In this project the objective was to train a scene classifier and recognize scenes. To do this we implemented the following solutions:
I did not do anything fancy for this part and just resized the images using matlab functions. The nearest neighbor classifier is just a 1-nearest neighbor classifier.
I implemented SIFT vocabulary extraction and SIFT bag of words which essentially is just extracting the SIFT features from the images and building a histogram of counts of the nearest neighbors of these features. I had a problem for a while where I tried to use the histcounts matlab function and my accuracies were not good enough. The problem that we could not even detect with the TAs was that the function had unexpected behavior. It was discretizing the continuous range [1 max_nearest_neighbor_index] into vocab_size bins instead of binning vocab_size integers which means that if the max_nearest_neighbor_index of an image was less than vocab_size features were being binned incorrectly. After debuggin my code I found out this was the problem and just implemented a histogram count on my own which worked.

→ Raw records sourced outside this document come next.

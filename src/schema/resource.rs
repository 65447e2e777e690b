use std::collections::{BTreeMap, BTreeSet};
use std::sync::Arc;
use tracing::debug;

use super::{FieldSchema, FilterSchema, LensSchema, ResourceSchema, SchemaError};
use crate::error::EngineError;
use crate::field::{Field, FieldItem, PanelMeta, SelectOption};
use crate::filter::{BooleanFilter, Filter, SelectFilter};
use crate::lens::{Lens, LensOutput};
use crate::query::{parse_where, Condition, OrderInfo, Query, QueryOrder};
use crate::request::AdminRequest;
use crate::resource::{title_case, KeyType, ResourceDefinition};
use crate::validation::Rule;

fn role_check(roles: &[String]) -> Option<impl Fn(&AdminRequest) -> bool + Send + Sync + 'static> {
    if roles.is_empty() {
        return None;
    }
    let roles = roles.to_vec();
    Some(move |req: &AdminRequest| roles.iter().any(|r| req.actor.has_role(r)))
}

// ========================================
// Fields
// ========================================

fn build_field(resource: &str, schema: &FieldSchema) -> Result<Field, SchemaError> {
    let attribute = schema.attribute();
    let related = || {
        schema
            .resource
            .clone()
            .ok_or_else(|| SchemaError::invalid(resource, format!("relationship {} names no resource", attribute)))
    };

    let mut field = match schema.kind.as_str() {
        "id" => {
            let mut field = Field::id();
            field.name = schema.name.clone();
            field.attribute = attribute.clone();
            field
        }
        "text" => Field::text(&schema.name, &attribute),
        "textarea" => Field::textarea(&schema.name, &attribute),
        "number" => Field::number(&schema.name, &attribute),
        "boolean" => Field::boolean(&schema.name, &attribute),
        "datetime" => Field::datetime(&schema.name, &attribute),
        "heading" => Field::heading(&schema.name),
        "select" => Field::select(
            &schema.name,
            &attribute,
            schema
                .options
                .iter()
                .map(|o| SelectOption::new(o.value.clone(), o.label.clone()))
                .collect(),
        ),
        "belongs_to" => Field::belongs_to(&schema.name, &attribute, related()?),
        "has_one" => Field::has_one(&schema.name, &attribute, related()?),
        "has_many" => Field::has_many(&schema.name, &attribute, related()?),
        "belongs_to_many" => Field::belongs_to_many(&schema.name, &attribute, related()?),
        other => {
            return Err(SchemaError::UnknownFieldType {
                resource: resource.to_string(),
                field: attribute,
                kind: other.to_string(),
            })
        }
    };

    if let Some(key) = &schema.foreign_key {
        field = field.with_relation(|relation| relation.foreign_key = Some(key.clone()));
    }
    if let Some(table) = &schema.pivot_table {
        field = field.with_relation(|relation| {
            if let Some(pivot) = relation.pivot.as_mut() {
                pivot.table = Some(table.clone());
            }
        });
    }
    if !schema.pivot.is_empty() {
        if !field.is_belongs_to_many() {
            return Err(SchemaError::invalid(
                resource,
                format!("{} declares pivot fields but is not belongs_to_many", attribute),
            ));
        }
        let pivot = schema
            .pivot
            .iter()
            .map(|p| build_field(resource, p))
            .collect::<Result<Vec<_>, _>>()?;
        field = field.pivot_fields(move |_| pivot.clone());
    }

    if let Some(rules) = &schema.rules {
        field = field.rules(Rule::parse_list(rules));
    }
    if let Some(rules) = &schema.creation_rules {
        field = field.creation_rules(Rule::parse_list(rules));
    }
    if let Some(rules) = &schema.update_rules {
        field = field.update_rules(Rule::parse_list(rules));
    }
    if schema.sortable {
        field = field.sortable();
    }
    if schema.filterable {
        field = field.filterable();
    }
    if schema.nullable {
        field = field.nullable();
    }
    if schema.readonly {
        field = field.readonly();
    }
    if schema.as_panel {
        field = field.as_panel();
    }
    if let Some(help) = &schema.help {
        field = field.help(help.clone());
    }
    if let Some(default) = &schema.default {
        field = field.default_value(default.clone());
    }
    if schema.hide_from_index {
        field = field.hide_from_index();
    }
    if schema.hide_from_detail {
        field = field.hide_from_detail();
    }
    if schema.hide_when_creating {
        field = field.hide_when_creating();
    }
    if schema.hide_when_updating {
        field = field.hide_when_updating();
    }
    if let Some(check) = role_check(&schema.roles) {
        field = field.can_see(check);
    }
    Ok(field)
}

/// Unassigned fields in declared order, then panels, then tab groups
fn build_layout(schema: &ResourceSchema, fields: &BTreeMap<String, Field>) -> Result<Vec<FieldItem>, SchemaError> {
    let mut assigned = BTreeSet::new();
    let mut take = |attribute: &String| -> Result<FieldItem, SchemaError> {
        let field = fields
            .get(attribute)
            .ok_or_else(|| SchemaError::invalid(&schema.key, format!("layout names unknown field {}", attribute)))?;
        if !assigned.insert(attribute.clone()) {
            return Err(SchemaError::invalid(
                &schema.key,
                format!("field {} is placed more than once", attribute),
            ));
        }
        Ok(FieldItem::Field(field.clone()))
    };

    let mut placed = Vec::new();
    for panel in &schema.panels {
        let items = panel.fields.iter().map(&mut take).collect::<Result<Vec<_>, _>>()?;
        let meta = PanelMeta {
            collapsible: panel.collapsible,
            collapsed_by_default: panel.collapsed_by_default,
            limit: panel.limit,
            help_text: panel.help.clone(),
        };
        placed.push(FieldItem::panel_with(panel.name.clone(), meta, items));
    }
    for group in &schema.tabs {
        let mut tabs = Vec::with_capacity(group.tabs.len());
        for tab in &group.tabs {
            let items = tab.fields.iter().map(&mut take).collect::<Result<Vec<_>, _>>()?;
            tabs.push((tab.name.clone(), items));
        }
        placed.push(FieldItem::tabs(group.group.clone(), tabs));
    }

    let mut items: Vec<FieldItem> = schema
        .fields
        .iter()
        .map(FieldSchema::attribute)
        .filter(|attribute| !assigned.contains(attribute))
        .filter_map(|attribute| fields.get(&attribute).cloned().map(FieldItem::Field))
        .collect();
    items.extend(placed);
    Ok(items)
}

// ========================================
// Filters and lenses
// ========================================

fn build_filter(resource: &str, schema: &FilterSchema) -> Result<Arc<dyn Filter>, SchemaError> {
    match schema.kind.as_str() {
        "select" => {
            let column = schema
                .column
                .clone()
                .ok_or_else(|| SchemaError::invalid(resource, format!("filter {} names no column", schema.key)))?;
            let mut filter = SelectFilter::new(&schema.key, &schema.name, column);
            for option in &schema.options {
                filter = filter.option(option.value.clone(), option.label.clone());
            }
            if let Some(default) = &schema.default {
                filter = filter.with_default(default.clone());
            }
            if let Some(check) = role_check(&schema.roles) {
                filter = filter.can_see(check);
            }
            Ok(Arc::new(filter))
        }
        "boolean" => {
            let mut filter = BooleanFilter::new(&schema.key, &schema.name);
            for option in &schema.options {
                let column = option.value.as_str().ok_or_else(|| {
                    SchemaError::invalid(resource, format!("boolean filter {} options must name columns", schema.key))
                })?;
                filter = filter.option(column, option.label.clone());
            }
            if let Some(check) = role_check(&schema.roles) {
                filter = filter.can_see(check);
            }
            Ok(Arc::new(filter))
        }
        other => Err(SchemaError::invalid(
            resource,
            format!("filter {} has unknown type {}", schema.key, other),
        )),
    }
}

/// A lens declared as a where clause plus an ordering
pub struct SchemaLens {
    key: String,
    name: String,
    conditions: Vec<Condition>,
    order: Vec<OrderInfo>,
    items: Vec<FieldItem>,
    roles: Vec<String>,
}

impl SchemaLens {
    fn build(
        resource: &ResourceSchema,
        schema: &LensSchema,
        fields: &BTreeMap<String, Field>,
        layout: &[FieldItem],
    ) -> Result<Self, SchemaError> {
        let conditions = match &schema.where_clause {
            Some(clause) => parse_where(clause)?,
            None => vec![],
        };
        let items = match &schema.fields {
            Some(attributes) => attributes
                .iter()
                .map(|attribute| {
                    fields.get(attribute).cloned().map(FieldItem::Field).ok_or_else(|| {
                        SchemaError::invalid(&resource.key, format!("lens {} names unknown field {}", schema.key, attribute))
                    })
                })
                .collect::<Result<Vec<_>, _>>()?,
            None => layout.to_vec(),
        };
        Ok(Self {
            key: schema.key.clone(),
            name: schema.name.clone(),
            conditions,
            order: schema.order.as_ref().map(QueryOrder::parse).unwrap_or_default(),
            items,
            roles: schema.roles.clone(),
        })
    }
}

impl Lens for SchemaLens {
    fn key(&self) -> &str {
        &self.key
    }

    fn name(&self) -> &str {
        &self.name
    }

    fn fields(&self, _req: &AdminRequest) -> Vec<FieldItem> {
        self.items.clone()
    }

    fn query(&self, _req: &AdminRequest, query: Query) -> Result<LensOutput, EngineError> {
        let mut query = self
            .conditions
            .iter()
            .cloned()
            .fold(query, |query, condition| query.and_where(condition));
        if !self.order.is_empty() {
            query = query.clear_order();
            for info in &self.order {
                query = query.order_by(info.column.clone(), info.sort);
            }
        }
        Ok(LensOutput::Query(query))
    }

    fn authorized_to_see(&self, req: &AdminRequest) -> bool {
        self.roles.is_empty() || self.roles.iter().any(|r| req.actor.has_role(r))
    }
}

// ========================================
// Resource
// ========================================

/// A resource built from its schema declaration
pub struct SchemaResource {
    schema: ResourceSchema,
    key_type: KeyType,
    items: Vec<FieldItem>,
    filters: Vec<Arc<dyn Filter>>,
    lenses: Vec<Arc<dyn Lens>>,
    scopes: Vec<(String, Condition)>,
    order: Vec<OrderInfo>,
}

impl SchemaResource {
    pub fn build(schema: ResourceSchema) -> Result<Self, SchemaError> {
        let key_type = match schema.key_type.as_deref() {
            None | Some("integer") => KeyType::Integer,
            Some("big_integer") => KeyType::BigInteger,
            Some("string") => KeyType::String,
            Some("uuid") => KeyType::Uuid,
            Some(other) => return Err(SchemaError::invalid(&schema.key, format!("unknown key type {}", other))),
        };

        let mut fields = BTreeMap::new();
        for field in &schema.fields {
            let built = build_field(&schema.key, field)?;
            if fields.insert(built.attribute.clone(), built).is_some() {
                return Err(SchemaError::invalid(
                    &schema.key,
                    format!("field {} is declared twice", field.attribute()),
                ));
            }
        }
        let items = build_layout(&schema, &fields)?;

        let filters = schema
            .filters
            .iter()
            .map(|f| build_filter(&schema.key, f))
            .collect::<Result<Vec<_>, _>>()?;
        let lenses = schema
            .lenses
            .iter()
            .map(|l| SchemaLens::build(&schema, l, &fields, &items).map(|lens| Arc::new(lens) as Arc<dyn Lens>))
            .collect::<Result<Vec<_>, _>>()?;
        let scopes = schema
            .scopes
            .iter()
            .map(|(name, clause)| Ok((name.clone(), Condition::all(parse_where(clause)?))))
            .collect::<Result<Vec<_>, SchemaError>>()?;
        let order = schema.order.as_ref().map(QueryOrder::parse).unwrap_or_default();

        debug!(
            "Built schema resource {}: {} field(s), {} filter(s), {} lens(es)",
            schema.key,
            fields.len(),
            filters.len(),
            lenses.len()
        );
        Ok(Self {
            schema,
            key_type,
            items,
            filters,
            lenses,
            scopes,
            order,
        })
    }

    pub fn schema(&self) -> &ResourceSchema {
        &self.schema
    }
}

impl ResourceDefinition for SchemaResource {
    fn key(&self) -> &str {
        &self.schema.key
    }

    fn fields(&self, _req: &AdminRequest) -> Vec<FieldItem> {
        self.items.clone()
    }

    fn table(&self) -> &str {
        self.schema.table.as_deref().unwrap_or(&self.schema.key)
    }

    fn label(&self) -> String {
        self.schema.label.clone().unwrap_or_else(|| title_case(&self.schema.key))
    }

    fn singular_label(&self) -> String {
        self.schema
            .singular_label
            .clone()
            .unwrap_or_else(|| title_case(&crate::field::singular(&self.schema.key)))
    }

    fn primary_key(&self) -> &str {
        &self.schema.primary_key
    }

    fn primary_key_type(&self) -> KeyType {
        self.key_type
    }

    fn title_attribute(&self) -> &str {
        self.schema.title.as_deref().unwrap_or(&self.schema.primary_key)
    }

    fn filters(&self, _req: &AdminRequest) -> Vec<Arc<dyn Filter>> {
        self.filters.clone()
    }

    fn lenses(&self, _req: &AdminRequest) -> Vec<Arc<dyn Lens>> {
        self.lenses.clone()
    }

    fn search_columns(&self) -> Vec<String> {
        if self.schema.search.is_empty() {
            vec![self.schema.primary_key.clone()]
        } else {
            self.schema.search.clone()
        }
    }

    fn uses_search_index(&self) -> bool {
        self.schema.search_index
    }

    fn per_page_options(&self) -> Vec<u64> {
        match &self.schema.per_page {
            Some(options) if !options.is_empty() => options.clone(),
            _ => crate::config::config().pagination.per_page_options.clone(),
        }
    }

    fn per_page_via_relationship(&self) -> Vec<u64> {
        match &self.schema.per_page_via_relationship {
            Some(options) if !options.is_empty() => options.clone(),
            _ => crate::config::config().pagination.per_page_via_relationship.clone(),
        }
    }

    fn default_order(&self) -> Vec<OrderInfo> {
        if self.order.is_empty() {
            vec![OrderInfo::desc(self.primary_key())]
        } else {
            self.order.clone()
        }
    }

    fn soft_deletes(&self) -> bool {
        self.schema.soft_deletes
    }

    fn global_scopes(&self) -> Vec<(String, Condition)> {
        self.scopes.clone()
    }
}
//! Core types for the Brokerage Desk streaming terminal
//!
//! This crate defines the shared data structures used across the desk,
//! including resting orders, aggregated order books, positions, the upstream
//! feed protocol, and the collaborator ports the services depend on.

pub mod book;
pub mod error;
pub mod feed;
pub mod order;
pub mod position;
pub mod store;

pub use book::{BookLevel, OrderBook};
pub use error::{DeskError, DeskResult};
pub use feed::{message_type, msg_type, ControlMessage, TradeMessage, TradeTick};
pub use order::{OrderSide, RestingOrder};
pub use position::{Holding, PortfolioSummary, Position};
pub use store::{HoldingsStore, PriceSource, Quote};
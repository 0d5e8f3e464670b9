//! Resting order types consumed by the order book aggregator

use rust_decimal::Decimal;
use serde::{Deserialize, Serialize};

/// Side of a resting order
#[derive(Debug, Clone, Copy, PartialEq, Eq, Serialize, Deserialize)]
#[serde(rename_all = "lowercase")]
pub enum OrderSide {
    /// Bid side
    Buy,
    /// Ask side
    Sell,
}

/// An open limit order resting on the book
///
/// Read-only input to aggregation; the desk never mutates orders, it only
/// groups what is still unfilled.
#[derive(Debug, Clone, Serialize, Deserialize)]
pub struct RestingOrder {
    /// Order identifier
    pub id: u64,
    /// Trading pair the order rests on (e.g., "AAPL/USD")
    pub pair: String,
    /// Which side of the book
    pub side: OrderSide,
    /// Limit price
    pub price: Decimal,
    /// Original order quantity
    pub quantity: Decimal,
    /// Quantity still unfilled (0 <= remaining <= quantity)
    pub remaining: Decimal,
}

impl RestingOrder {
    /// Create a fully unfilled order
    pub fn new(id: u64, pair: impl Into<String>, side: OrderSide, price: Decimal, quantity: Decimal) -> Self {
        Self {
            id,
            pair: pair.into(),
            side,
            price,
            quantity,
            remaining: quantity,
        }
    }

    /// Whether any quantity is left to fill
    pub fn is_open(&self) -> bool {
        self.remaining > Decimal::ZERO
    }

    /// Whether the order satisfies its own invariants
    ///
    /// Violations (negative remaining, remaining above quantity, non-positive
    /// price) mark data faults; callers exclude such orders rather than fail.
    pub fn is_valid(&self) -> bool {
        self.price > Decimal::ZERO
            && self.remaining >= Decimal::ZERO
            && self.remaining <= self.quantity
    }
}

I then fine-tuned the regularization parameter of SVM before fixing the binning problem. The fine-tuned parameter 0.00001 worked well in next parts.
lambda | accuracy |
---|---|
1 | 0.395 |
0.1 | 0.316 |
0.01 | 0.307 |
0.001 | 0.427 |
0.0001 | 0.535 |
0.00005 | 0.569 |
0.00001 | 0.572 |
0.000001 | 0.559 |
0.0000001 | 0.492 |
0.00000001 | 0.469 |
I fine-tuned the size of the SIFT bins after fixing the binning issue. I used step 10 for building the vocabulary and step 10 for testing. The fast parameter was also used for both. The SVM classifier was used. The bin size used for the rest of the probject is 8x8.
bin size | accuracy |
---|---|
3x3 | 0.625 |
8x8 | 0.649 |
16x16 | 0.639 |
32x32 | 0.590 |
64x64 | 0.491 |
I tested the performance of my pipeline using different vocabulary sizes. I used step of 1 to build the vocabularies which ran overnight and took a long time (I wrote a script to build several vocabs). The size of the bins was 3x3 which is the default for vl_sift. I used this size of bins because I did this before optimizing the bin size. To test I used a step of 10 and the fast parameter.
vocab_size | accuracy | time to test |
---|---|---|
10 | 0.344 | 38s |
20 | 0.471 | 45s |
50 | 0.545 | 68s |
100 | 0.589 | 107s |
200 | 0.615 | 194s |
400 | 0.641 | 334s |
1000 | 0.639 | 786s |
As we can see the performance climbs until hitting diminishing returns at around the vocab size of 400. The performance then starts to slightly suffer from increasing vocab sizes. The time taken to test is also much higher for higher vocab sizes and the time to build is extremely long for large vocab sizes. A vocab size of 200 is very adequate.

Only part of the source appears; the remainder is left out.